Her patience was starting to wear thin. “No, they are decorative.”

The next week, we were sitting on the couch watching TV when a promo for “The Man Show” came on. Jimmy Kimmel was doing a monologue with just a clip for the promo. In the monologue he said, “Hey, ladies, what’s with all the pillows?”

I absolutely lost it as the timing on the promo and our recent conversation was just uncanny. To end my laughter at her expense, Julie hit me in the head with a pillow. It only made me laugh harder, but in the same vein…

WHAT’S WITH ALL THESE ENVIRONMENTS?

The second most read thing I have ever written was entitled “SharePoint is a Colossal Piece of Shit and Should Not Be Used by Anyone”.  One of my chief complaints is that SharePoint does not have a good way to migrate code between environments. Most SharePoint implementations have a single environment, production.

Typically, when writing software, there are multiple environments. Code moves from a developer’s laptop to a development environment where the code is then mixed in with everyone else’s changes. Tests are performed. If everything passes, it is moved to a testing environment where business users can take a look at the new feature or verify a bug has been squashed. If everything goes well, there is a final move from testing to production. The goal is to verify along the way that the amount of change an end user sees is limited, that new code is thoroughly tested before it reaches an end user, and that nothing breaks during the deployment of the code itself.

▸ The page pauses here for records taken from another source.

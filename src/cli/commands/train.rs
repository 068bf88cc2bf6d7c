//! Train command - Train an opponent from a player's recorded race

use std::{
    fs::File,
    path::{Path, PathBuf},
};

use anyhow::{Context, Result};
use clap::{Parser, ValueEnum};
use serde::Serialize;
use serde_json::to_writer_pretty;

use crate::{
    adapters::CsvTrajectoryProvider,
    app::{App, LearnerKind, TrainerConfig},
    cli::output::{format_number, format_reward, print_section, print_stats_table},
    export::RewardCsvExporter,
    pipeline::{MetricsObserver, MetricsSummary, ProgressObserver, TrainingReport},
};

#[derive(Debug, Clone, Copy, ValueEnum)]
pub enum LearnerType {
    /// Tabular SARSA
    Sarsa,
    /// Neural approximator with target network
    DeepQ,
}

impl From<LearnerType> for LearnerKind {
    fn from(value: LearnerType) -> Self {
        match value {
            LearnerType::Sarsa => LearnerKind::Sarsa,
            LearnerType::DeepQ => LearnerKind::DeepQ,
        }
    }
}

#[derive(Debug, Serialize)]
struct TrainingSummaryFile<'a> {
    player_id: &'a str,
    learner: &'a str,
    policy: &'a str,
    output: String,
    training: &'a crate::environment::TrainingSummary,
    metrics: MetricsSummary,
    config: &'a TrainerConfig,
}

pub(crate) fn sanitize_summary_path(raw: &Path) -> PathBuf {
    let mut normalized = raw.to_path_buf();
    let raw_str = raw.as_os_str().to_string_lossy();

    // Trailing separators or a missing filename mean a directory target.
    if raw_str.ends_with(std::path::MAIN_SEPARATOR) || normalized.file_name().is_none() {
        normalized.push("training_summary.json");
        return normalized;
    }

    match normalized.extension().and_then(|ext| ext.to_str()) {
        Some(ext) if ext.eq_ignore_ascii_case("json") => normalized,
        _ => {
            normalized.set_extension("json");
            normalized
        }
    }
}

#[derive(Parser, Debug)]
#[command(about = "Train an opponent from a recorded race")]
pub struct TrainArgs {
    /// Directory holding `<player>.csv` recordings
    #[arg(long, short = 't')]
    pub trajectories: PathBuf,

    /// Player whose recording is replayed
    #[arg(long, short = 'p')]
    pub player: String,

    /// Type of learner to train (overrides the config file)
    #[arg(long, value_enum)]
    pub learner: Option<LearnerType>,

    /// Number of training episodes
    #[arg(long, short = 'e')]
    pub episodes: Option<usize>,

    /// Synthetic copies of the recording to request
    #[arg(long)]
    pub duplicate: Option<usize>,

    /// Output file for the trained policy
    #[arg(long, short = 'O', default_value = "opponent.msgpack")]
    pub output: PathBuf,

    /// Optional CSV file for the per-step reward history
    #[arg(long)]
    pub rewards: Option<PathBuf>,

    /// Optional path for writing a summary JSON file
    #[arg(long)]
    pub summary: Option<PathBuf>,

    /// JSON file with trainer settings
    #[arg(long, short = 'c')]
    pub config: Option<PathBuf>,

    /// Random seed for reproducibility
    #[arg(long)]
    pub seed: Option<u64>,

    /// Disable the progress bar
    #[arg(long)]
    pub no_progress: bool,
}

impl TrainArgs {
    /// Trainer settings from the config file with flag overrides applied.
    pub fn trainer_config(&self) -> Result<TrainerConfig> {
        let mut config = match &self.config {
            Some(path) => TrainerConfig::load(path)
                .with_context(|| format!("Failed to load config {}", path.display()))?,
            None => TrainerConfig::default(),
        };

        if let Some(learner) = self.learner {
            config = config.with_learner(learner.into());
        }
        if let Some(episodes) = self.episodes {
            config = config.with_episodes(episodes);
        }
        if let Some(factor) = self.duplicate {
            config = config.with_duplication_factor(factor);
        }
        if let Some(seed) = self.seed {
            config = config.with_seed(seed);
        }

        config.validate().context("Invalid trainer configuration")?;
        Ok(config)
    }
}

fn print_report(report: &TrainingReport, metrics: &MetricsSummary, output: &Path) {
    print_section(&format!("{} training for '{}'", report.learner, report.player_id));
    let episodes = format_number(report.summary.episodes);
    let steps = format_number(report.summary.steps);
    let duplication = report.duplication_factor.to_string();
    let cumulative = format_reward(report.summary.cumulative_reward);
    let on_pace = format!("{:.1}%", report.summary.on_pace_rate * 100.0);
    let best = metrics
        .best_episode_reward
        .map_or_else(|| "-".to_string(), format_reward);
    let worst = metrics
        .worst_episode_reward
        .map_or_else(|| "-".to_string(), format_reward);

    print_stats_table(&[
        ("Episodes", episodes.as_str()),
        ("Steps", steps.as_str()),
        ("Duplication factor", duplication.as_str()),
        ("Cumulative reward", cumulative.as_str()),
        ("On pace", on_pace.as_str()),
        ("Best episode", best.as_str()),
        ("Worst episode", worst.as_str()),
    ]);
    println!("\n✓ {} policy saved to: {}", report.policy_kind, output.display());
}

pub async fn execute(args: TrainArgs) -> Result<()> {
    let config = args.trainer_config()?;

    let summary_target = args.summary.as_ref().map(|raw| {
        let sanitized = sanitize_summary_path(raw);
        let normalized = sanitized != *raw;
        (sanitized, normalized)
    });

    let app = App::new();
    let provider = Box::new(CsvTrajectoryProvider::new(&args.trajectories));
    let sink = app.policy_sink(&args.output);
    let metrics = MetricsObserver::new();

    let mut builder = app
        .training_session(&config, provider, sink)?
        .observer(Box::new(metrics.clone()));
    if !args.no_progress {
        builder = builder.observer(Box::new(ProgressObserver::new()));
    }
    let mut session = builder.build()?;

    let report = session
        .run(&args.player)
        .await
        .with_context(|| format!("Training failed for player '{}'", args.player))?;
    let metrics_summary = metrics.summary();

    print_report(&report, &metrics_summary, &args.output);

    if let Some(path) = &args.rewards {
        RewardCsvExporter::export(&report.rewards, path)
            .with_context(|| format!("Failed to export rewards to {}", path.display()))?;
        println!("Rewards written to {}", path.display());
    }

    if let Some((summary_path, normalized)) = summary_target {
        if normalized {
            println!(
                "\n⚠️  Normalizing summary path to {}",
                summary_path.display()
            );
        }

        if let Some(parent) = summary_path.parent().filter(|p| !p.as_os_str().is_empty()) {
            std::fs::create_dir_all(parent)?;
        }

        let summary = TrainingSummaryFile {
            player_id: &report.player_id,
            learner: &report.learner,
            policy: &report.policy_kind,
            output: args.output.display().to_string(),
            training: &report.summary,
            metrics: metrics_summary,
            config: &config,
        };

        let file = File::create(&summary_path)
            .with_context(|| format!("Failed to create {}", summary_path.display()))?;
        to_writer_pretty(file, &summary)?;
        println!("\nSummary written to {}", summary_path.display());
    }

    Ok(())
}

#[cfg(test)]
mod tests {
    use super::*;

    #[test]
    fn test_sanitize_summary_path() {
        assert_eq!(
            sanitize_summary_path(Path::new("out/summary.json")),
            PathBuf::from("out/summary.json")
        );
        assert_eq!(
            sanitize_summary_path(Path::new("out/summary.txt")),
            PathBuf::from("out/summary.json")
        );
        assert_eq!(
            sanitize_summary_path(Path::new("out/")),
            PathBuf::from("out/training_summary.json")
        );
    }

    #[test]
    fn test_flags_override_defaults() {
        let args = TrainArgs::parse_from([
            "train",
            "--trajectories",
            "recordings",
            "--player",
            "ada",
            "--learner",
            "deep-q",
            "--episodes",
            "27",
            "--seed",
            "5",
        ]);

        let config = args.trainer_config().unwrap();
        assert_eq!(config.learner, LearnerKind::DeepQ);
        assert_eq!(config.effective_episodes(), 27);
        assert_eq!(config.effective_duplication_factor(), 2);
        assert_eq!(config.seed, Some(5));
    }
}
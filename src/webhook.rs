//! Webhook payload normalization
//!
//! Assembla delivers merge request and changeset notifications as loosely
//! structured JSON. Everything downstream works on [`WebhookEvent`], which is
//! produced by [`normalize`].

use regex::Regex;
use serde::{Deserialize, Serialize};
use std::sync::LazyLock;
use tracing::debug;

use crate::error::{Result, TriggerError};

static MERGE_REQUEST_ID: LazyLock<Regex> = LazyLock::new(|| {
    Regex::new(r"(?i)merge\s+request\s+#?(\d+)").expect("merge request id pattern is valid")
});

static MERGE_REQUEST_PREFIX: LazyLock<Regex> = LazyLock::new(|| {
    Regex::new(r"(?i)^\s*merge\s+request\s+#?\d+\s*:\s*").expect("merge request prefix pattern is valid")
});

/// What kind of object the notification is about
#[derive(Debug, Clone, Copy, PartialEq, Eq, Serialize)]
#[serde(rename_all = "snake_case")]
pub enum EventKind {
    MergeRequest,
    Changeset,
    Other,
}

impl EventKind {
    fn classify(text: &str) -> Self {
        let text = text.to_lowercase();
        if text.contains("merge request")
            || text.contains("merge_request")
            || text.contains("mergerequest")
        {
            EventKind::MergeRequest
        } else if text.contains("changeset") || text.contains("commit") || text.contains("push") {
            EventKind::Changeset
        } else {
            EventKind::Other
        }
    }
}

/// Merge request action as reported by Assembla
#[derive(Debug, Clone, PartialEq, Eq, Serialize)]
#[serde(rename_all = "snake_case")]
pub enum MergeRequestAction {
    Created,
    Updated,
    Reopened,
    Merged,
    Ignored,
    Unknown(String),
}

impl MergeRequestAction {
    pub fn parse(value: &str) -> Self {
        match value.trim().to_lowercase().as_str() {
            "created" => MergeRequestAction::Created,
            "updated" => MergeRequestAction::Updated,
            "reopened" => MergeRequestAction::Reopened,
            "merged" => MergeRequestAction::Merged,
            "ignored" => MergeRequestAction::Ignored,
            other => MergeRequestAction::Unknown(other.to_string()),
        }
    }

    pub fn as_str(&self) -> &str {
        match self {
            MergeRequestAction::Created => "created",
            MergeRequestAction::Updated => "updated",
            MergeRequestAction::Reopened => "reopened",
            MergeRequestAction::Merged => "merged",
            MergeRequestAction::Ignored => "ignored",
            MergeRequestAction::Unknown(raw) => raw,
        }
    }

    pub fn is_known(&self) -> bool {
        !matches!(self, MergeRequestAction::Unknown(_))
    }
}

impl std::fmt::Display for MergeRequestAction {
    fn fmt(&self, f: &mut std::fmt::Formatter<'_>) -> std::fmt::Result {
        f.write_str(self.as_str())
    }
}

/// Version control backend a repository URL belongs to
#[derive(Debug, Clone, Copy, PartialEq, Eq)]
pub enum VcsKind {
    Git,
    Subversion,
    Perforce,
    Unknown,
}

impl VcsKind {
    pub fn detect(url: &str) -> Self {
        let url = url.trim().to_lowercase();
        let host = url_host(&url).unwrap_or_default();

        if url.starts_with("git@") || host.starts_with("git.") || host.contains("-git.") {
            VcsKind::Git
        } else if host.starts_with("subversion") || url.contains("/svn/") {
            VcsKind::Subversion
        } else if host.starts_with("perforce") {
            VcsKind::Perforce
        } else {
            VcsKind::Unknown
        }
    }
}

/// Host part of either a `scheme://host/path` or a `user@host:path` URL.
fn url_host(url: &str) -> Option<&str> {
    if let Some((_, rest)) = url.split_once("://") {
        let host = rest.split('/').next()?;
        Some(host.rsplit('@').next().unwrap_or(host))
    } else {
        let (user_host, _) = url.split_once(':')?;
        Some(user_host.rsplit('@').next().unwrap_or(user_host))
    }
}

/// Repository path of the URL, without host and without trailing slashes.
fn url_path(url: &str) -> Option<&str> {
    let path = if let Some((_, rest)) = url.split_once("://") {
        rest.split_once('/').map(|(_, path)| path)?
    } else {
        url.split_once(':').map(|(_, path)| path)?
    };
    Some(path.trim_end_matches('/'))
}

/// Strips a Perforce depot suffix such as `:11601`.
fn strip_depot_suffix(path: &str) -> &str {
    match path.rsplit_once(':') {
        Some((head, depot)) if !depot.is_empty() && depot.bytes().all(|b| b.is_ascii_digit()) => {
            head
        }
        _ => path,
    }
}

/// Strips a git numeric revision suffix such as `.2`.
fn strip_numeric_suffix(name: &str) -> Option<&str> {
    match name.rsplit_once('.') {
        Some((head, digits)) if !digits.is_empty() && digits.bytes().all(|b| b.is_ascii_digit()) => {
            Some(head)
        }
        _ => None,
    }
}

/// Extracts the space wiki name from any Assembla repository URL.
///
/// Handles git over ssh and http, subversion and perforce URLs, with `/` or
/// `^` as namespace separator. Returns `None` when nothing is left to call a
/// wiki name.
pub fn wiki_name_from_url(url: &str) -> Option<String> {
    let url = url.trim();
    let vcs = VcsKind::detect(url);
    let path = strip_depot_suffix(url_path(url)?);

    let name = match path.rfind('^') {
        Some(idx) => &path[idx + 1..],
        None => path.rsplit('/').next().unwrap_or(path),
    };
    let name = name.strip_suffix(".git").unwrap_or(name);

    let name = match strip_numeric_suffix(name) {
        Some(stripped) => stripped,
        None => match vcs {
            VcsKind::Subversion | VcsKind::Perforce => {
                name.rsplit_once('.').map(|(head, _)| head).unwrap_or(name)
            }
            VcsKind::Git | VcsKind::Unknown => name,
        },
    };

    if name.is_empty() {
        None
    } else {
        Some(name.to_string())
    }
}

/// Parses the merge request id out of a title like `Merge Request 2945043: Fix bug`.
pub fn merge_request_id_from_title(title: &str) -> Option<u64> {
    MERGE_REQUEST_ID
        .captures(title)
        .and_then(|caps| caps.get(1))
        .and_then(|m| m.as_str().parse().ok())
}

#[derive(Debug, Deserialize)]
#[serde(untagged)]
enum RawSpace {
    Name(String),
    Detailed { name: String, id: Option<String> },
}

#[derive(Debug, Deserialize)]
struct RawPayload {
    space: Option<RawSpace>,
    message_type: Option<String>,
    action: Option<String>,
    object: Option<String>,
    title: Option<String>,
    body: Option<String>,
    author: Option<String>,
    branch: Option<String>,
    #[serde(alias = "repository_url")]
    url: Option<String>,
    commit_id: Option<String>,
    repository: Option<String>,
    target_branch: Option<String>,
    source_space_id: Option<String>,
    target_space_id: Option<String>,
    source_repository_url: Option<String>,
    description: Option<String>,
}

/// Normalized, immutable view of one webhook delivery
#[derive(Debug, Clone, PartialEq, Eq, Serialize)]
pub struct WebhookEvent {
    pub space_name: String,
    pub space_id: Option<String>,
    pub space_wiki_name: String,
    pub repository_url: String,
    pub repository_name: Option<String>,
    pub kind: EventKind,
    pub action: Option<MergeRequestAction>,
    pub commit_id: String,
    pub author: String,
    pub title: String,
    pub body: String,
    pub description: Option<String>,
    pub merge_request_id: Option<u64>,
    pub source_branch: String,
    pub target_branch: String,
    pub source_space_id: Option<String>,
    pub target_space_id: Option<String>,
    pub source_repository_url: Option<String>,
}

fn required(field: Option<String>, name: &str) -> Result<String> {
    field.ok_or_else(|| TriggerError::malformed(format!("missing required field '{}'", name)))
}

fn non_empty(field: Option<String>) -> Option<String> {
    field.filter(|v| !v.trim().is_empty())
}

/// Parses a raw webhook body into a [`WebhookEvent`].
pub fn normalize(raw: &[u8]) -> Result<WebhookEvent> {
    let payload: RawPayload = serde_json::from_slice(raw)
        .map_err(|e| TriggerError::malformed(format!("invalid JSON body: {}", e)))?;
    WebhookEvent::from_raw(payload)
}

impl WebhookEvent {
    /// Same as [`normalize`], starting from an already parsed JSON value.
    pub fn from_value(value: serde_json::Value) -> Result<Self> {
        let payload: RawPayload = serde_json::from_value(value)
            .map_err(|e| TriggerError::malformed(format!("unexpected payload shape: {}", e)))?;
        Self::from_raw(payload)
    }

    fn from_raw(payload: RawPayload) -> Result<Self> {
        let (space_name, space_id) = match payload.space {
            Some(RawSpace::Name(name)) => (name, None),
            Some(RawSpace::Detailed { name, id }) => (name, id),
            None => return Err(TriggerError::malformed("missing required field 'space'")),
        };

        let classifier = match (&payload.object, &payload.message_type) {
            (Some(object), _) => object.clone(),
            (None, Some(message_type)) => message_type.clone(),
            (None, None) => {
                return Err(TriggerError::malformed("missing required field 'message_type'"));
            }
        };
        let kind = EventKind::classify(&classifier);

        let title = required(payload.title, "title")?;
        let body = required(payload.body, "body")?;
        let author = required(payload.author, "author")?;
        let branch = required(payload.branch, "branch")?;
        let repository_url = required(payload.url, "url")?;
        let commit_id = required(payload.commit_id, "commit_id")?;

        // Always derived from the url; a `space.wiki_name` in the body is ignored.
        let space_wiki_name = wiki_name_from_url(&repository_url).ok_or_else(|| {
            TriggerError::malformed(format!(
                "cannot derive space wiki name from url '{}'",
                repository_url
            ))
        })?;

        let action = match kind {
            EventKind::MergeRequest => Some(match payload.action {
                Some(action) => MergeRequestAction::parse(&action),
                None => action_from_message_type(payload.message_type.as_deref().unwrap_or("")),
            }),
            EventKind::Changeset | EventKind::Other => None,
        };

        let merge_request_id = merge_request_id_from_title(&title);
        if kind == EventKind::MergeRequest && merge_request_id.is_none() {
            return Err(TriggerError::malformed(format!(
                "merge request id not found in title '{}'",
                title
            )));
        }

        let target_branch = non_empty(payload.target_branch).unwrap_or_else(|| branch.clone());

        let event = WebhookEvent {
            space_name,
            space_id,
            space_wiki_name,
            repository_url,
            repository_name: non_empty(payload.repository),
            kind,
            action,
            commit_id,
            author,
            title,
            body,
            description: non_empty(payload.description),
            merge_request_id,
            source_branch: branch,
            target_branch,
            source_space_id: non_empty(payload.source_space_id),
            target_space_id: non_empty(payload.target_space_id),
            source_repository_url: non_empty(payload.source_repository_url),
        };
        debug!("Normalized webhook event: {:?}", event);
        Ok(event)
    }

    pub fn is_merge_request_event(&self) -> bool {
        self.kind == EventKind::MergeRequest
    }

    pub fn is_changeset_event(&self) -> bool {
        self.kind == EventKind::Changeset
    }

    /// True for every recognized merge request action and for any changeset.
    pub fn should_trigger_build(&self) -> bool {
        match self.kind {
            EventKind::MergeRequest => self.action.as_ref().is_some_and(|a| a.is_known()),
            EventKind::Changeset => true,
            EventKind::Other => false,
        }
    }

    /// Name used to look up bindings in the trigger registry.
    pub fn repository_key(&self) -> &str {
        self.repository_name
            .as_deref()
            .unwrap_or(&self.space_wiki_name)
    }

    /// Title without the `Merge Request <id>:` prefix Assembla puts in front.
    pub fn merge_request_title(&self) -> &str {
        match MERGE_REQUEST_PREFIX.find(&self.title) {
            Some(prefix) => &self.title[prefix.end()..],
            None => &self.title,
        }
    }

    /// Repository the change comes from; differs from `repository_url` for forks.
    pub fn source_repository_url(&self) -> &str {
        self.source_repository_url
            .as_deref()
            .unwrap_or(&self.repository_url)
    }
}

/// Finds the action word in wording like `updated merge request`.
fn action_from_message_type(message_type: &str) -> MergeRequestAction {
    message_type
        .split_whitespace()
        .map(MergeRequestAction::parse)
        .find(MergeRequestAction::is_known)
        .unwrap_or_else(|| {
            let first = message_type.split_whitespace().next().unwrap_or("");
            MergeRequestAction::Unknown(first.to_lowercase())
        })
}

When it’s just one software engineer writing code all by herself, having multiple environments would probably be overkill. Our heroine could introduce a new feature or squash a bug on her laptop, test it, and then push it out to a production server. In fact, that’s what I have typically done on a lot of my hobby work. I have a copy that runs on my laptop and I have a server in Amazon Web Services (AWS) or Digital Ocean. I code, test, and push.

However, when working with a team, it is a bit more complicated. What if I make a change in code and it works but then the guy sitting across from me makes a change and it works? Sadly, when our code is merged together, weird stuff starts happening. On a big software project, the code base becomes a living organism that is constantly changing. It is not uncommon to start working on a feature and have it take over a week before the resulting changes are attempted to merge back into the main code base. During that week, numerous changes will probably have been made by other team members.

Although each individual developer should be responsible for unit testing their code, how all the changes are going to work together is usually an unknown. Sadly, software is usually so fragile that every change can cause a ripple effect. Therefore, every time a change is introduced, it is a best practice to run a suite of regression tests to verify that the stuff that used to work actually still does work after the change has been introduced.

It is also at the point that the new code is moved from the developer’s laptop to the development environment that issues can arise as the hardware and software the developer is working on is now different than the integrated environment. A developer may work on a Mac or a PC, but have their code run on a Linux box. Not only are all the changes now tested together, but the deployment mechanism and differences between operating systems and hardware can be tested.

It is not uncommon for developers to test edge cases and create users like “Daffy Duck” in a development environment. The development environment exists to merge code together, test deployments, and make sure everything is working before getting the business users involved. The data quality and the ability for a business user to actually use this environment is usually fairly limited. Additionally, it is not uncommon to make multiple deployments to this environment before calling it done. Sure, every time a developer pushes code they really think they are done, but it never works that way.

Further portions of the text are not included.